Isla had already forgotten him, and was gazing with all her eyes at the
schooner, which was evidently nearly ready to sail.

“Will you take me aboard now, Joe?” she said. “I think it must be time.”

Joe’s red and brown turned to a deep purple; with a desperate effort
he mastered his confusion, and brought his hand round to the front. It
held a strange object, which he thrust forward to Isla.

“You take this!” he pleaded. “You take this, Isly, and wear it for old
Joe. ’Tain’t what I could wish, but ’t will cover your head, and—and
keep you from ketchin’ things. Some say ’tis handsome, but I don’t know
how that is. Anyway, ’twas the best I could do.”

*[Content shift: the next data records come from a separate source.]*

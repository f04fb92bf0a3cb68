//! The `content-view` commands.

use anyhow::{Result, bail};
use apikit::{Method, Scope, SearchQuery};
use reconcile::{Detail, EntityPlan, EntitySpec, Field, diff};
use serde_json::{Map, json};

use super::{put, put_list};
use crate::Context;
use crate::cli::{ContentViewArgs, PublishArgs};
use crate::report;

fn plan() -> EntityPlan {
    let spec = EntitySpec::builder()
        .field("name", Field::string().required())
        .field("organization", Field::entity("organizations").required())
        .field("description", Field::string())
        .field("composite", Field::boolean())
        .field("auto_publish", Field::boolean())
        .field(
            "repositories",
            Field::entity_list("repositories").scoped_by("organization"),
        )
        .build();
    EntityPlan::new("content_views", spec).scoped_by("organization")
}

pub fn run(ctx: &Context, args: ContentViewArgs) -> Result<()> {
    if args.auto_publish == Some(true) && args.composite == Some(false) {
        bail!("auto_publish needs a composite content view");
    }

    let mut params = Map::new();
    params.insert("name".to_string(), args.name.into());
    params.insert("organization".to_string(), args.organization.into());
    put(&mut params, "description", args.description);
    put(&mut params, "composite", args.composite);
    put(&mut params, "auto_publish", args.auto_publish);
    put_list(&mut params, "repositories", &args.repositories);

    let report = ctx.engine().run(&plan(), params, args.state.into())?;
    log::info!("content view: {}", report.outcome);
    report::emit(&report, ctx.diff);
    Ok(())
}

/// Publish a new version of an existing content view. Publishing is
/// asynchronous server-side; the spawned task is awaited.
pub fn publish(ctx: &Context, args: PublishArgs) -> Result<()> {
    let engine = ctx.engine();
    let resolver = engine.resolver();

    let organization = resolver.require_one(
        "organizations",
        &SearchQuery::new().eq("name", &args.organization),
        &Scope::new(),
        Detail::Thin,
    )?;
    let scope = Scope::new().param("organization_id", organization["id"].clone());
    let content_view = resolver.require_one(
        "content_views",
        &SearchQuery::new().eq("name", &args.name),
        &scope,
        Detail::Thin,
    )?;
    let id = diff::id_of(&content_view)?;

    let mut payload = Map::new();
    if let Some(description) = args.description {
        payload.insert("description".to_string(), description.into());
    }
    let mut reconciler = engine.reconciler();
    let task = reconciler.run_action("content_views", &id, "publish", Method::Post, payload)?;

    log::info!("content view {}: published", args.name);
    report::print_result(&json!({
        "changed": true,
        "task": task,
    }));
    Ok(())
}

The thing he held out was a bonnet, of vast size and ancient fashion.
The front was filled with crushed and faded muslin flowers; the
crumpled ribbons and tarnished silk showed that it had lain for years
in its box. Isla gazed at it in amazement.

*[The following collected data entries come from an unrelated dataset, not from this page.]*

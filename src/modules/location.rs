//! The `location` command.
//!
//! Locations nest: `Europe/Berlin` names a location `Berlin` under the
//! parent `Europe`. The server identifies a location by its full
//! title, so the lookup key is built from parent and name first.

use anyhow::{Result, bail};
use apikit::Scope;
use reconcile::{Detail, EntityPlan, EntitySpec, Field, State, titles};
use serde_json::Map;

use super::{put, put_list};
use crate::Context;
use crate::cli::LocationArgs;
use crate::report;

fn plan() -> EntityPlan {
    let spec = EntitySpec::builder()
        .field("name", Field::string().required())
        .field("updated_name", Field::string().search_only())
        .field("parent", Field::entity("locations"))
        .field("description", Field::string())
        .field("organizations", Field::entity_list("organizations"))
        .build();
    EntityPlan::new("locations", spec)
}

/// Split the name argument into a plain name and the parent title,
/// merging in `--parent` when both agree.
fn name_and_parent(name_arg: &str, parent_flag: Option<String>) -> Result<(String, Option<String>)> {
    let (name, embedded) = titles::split_title(name_arg);
    match (embedded, parent_flag) {
        (Some(embedded), Some(flag)) if embedded != flag => {
            bail!("parent {flag} conflicts with the parent in the title {name_arg}");
        }
        (embedded, flag) => Ok((name, flag.or(embedded))),
    }
}

pub fn run(ctx: &Context, args: LocationArgs) -> Result<()> {
    let (name, parent) = name_and_parent(&args.name, args.parent)?;
    let title = titles::build_title(&name, parent.as_deref());
    let state: State = args.state.into();

    let engine = ctx.engine();
    let detail = if state.wants_present() {
        Detail::Full
    } else {
        Detail::Thin
    };
    let current = engine
        .resolver()
        .find_by("locations", "title", &title, &Scope::new(), detail)?;

    let mut params = Map::new();
    params.insert("name".to_string(), name.into());
    put(&mut params, "updated_name", args.updated_name);
    put(&mut params, "parent", parent);
    put(&mut params, "description", args.description);
    put_list(&mut params, "organizations", &args.organizations);

    let report = engine.run_with_current(&plan(), params, state, current)?;
    log::info!("location {title}: {}", report.outcome);
    report::emit(&report, ctx.diff);
    Ok(())
}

“’Twas Ma’am’s!” said Joe, hastening to explain. “My own mother’s, I
mean, Isly. That’s why it don’t look quite so new-fangled as some.
But there’s good stuff in this bunnit. I remember of Ma’am’s sayin’
so, when father brought it home to her over from the main. I was a
youngster then, but I remember her very words. ‘’Tis too gay for my
age, Hiram,’ she says; ‘but there’s good stuff in it, and I’m obleeged
to you for fetchin’ of it.’ You take it now, Isly, and keep it. Many’s
the time Mother Brazybone as is has tried to get her hands on to this
bunnit, but Joe was too many for her. Old Joe ain’t got many handsome
things, but what he has ain’t goin’ to no Brazybone. When my little
Heron lady wants any of old Joe’s things, she’s only got to speak for
’em, and there they be. So you take the bunnit, Isly, and ’t will do me
good to see ye in it.”

Isla knew little about bonnets, but her eyes told her that this was a
hideous monstrosity. Nevertheless she took it, and smiled at Joe with
friendly eyes. “Thank you, Joe!” she said. “It is ever so kind of you
to give me something that belonged to your mother. I won’t put it on
now, because I shouldn’t know how to wear it. I’ll take it with me on
board the schooner, Joe, and then we will see.”

Joe nodded in delight, and then went and got his little red boat,
and rowed Isla and Jacob over to the mail-schooner, which was making
signals for departure. Jacob’s eyes were round with wonder at all he
was seeing. He held Isla’s hand tight, but having that, feared nothing,
and followed cheerfully where she bade him.

Captain Ezekiel, the sturdy, brown-bearded skipper of the _Egret_,
welcomed the children kindly enough. He hardly knew the wild Heron
girl by sight, but he knew all about her, and had learned through Joe
Brazybone of her plans for her little brother. Most of the villagers
thought it was tomfoolery, and said the appointments of Providence
weren’t good enough for Herons, so this girl was going to try and
reverse the Lord’s jedgment about her deef-dummy brother. But Captain
Ezekiel knew too much for this point of view, and had silenced the
talk, as much as he could, and promised the preacher to befriend the
two helpless children.


He was a silent man, and, after nodding kindly to Jacob, and telling
Isla to make herself at home, he had nothing further to say. As he and
his mate hoisted the shining sail, Isla turned to Joe to say good-by.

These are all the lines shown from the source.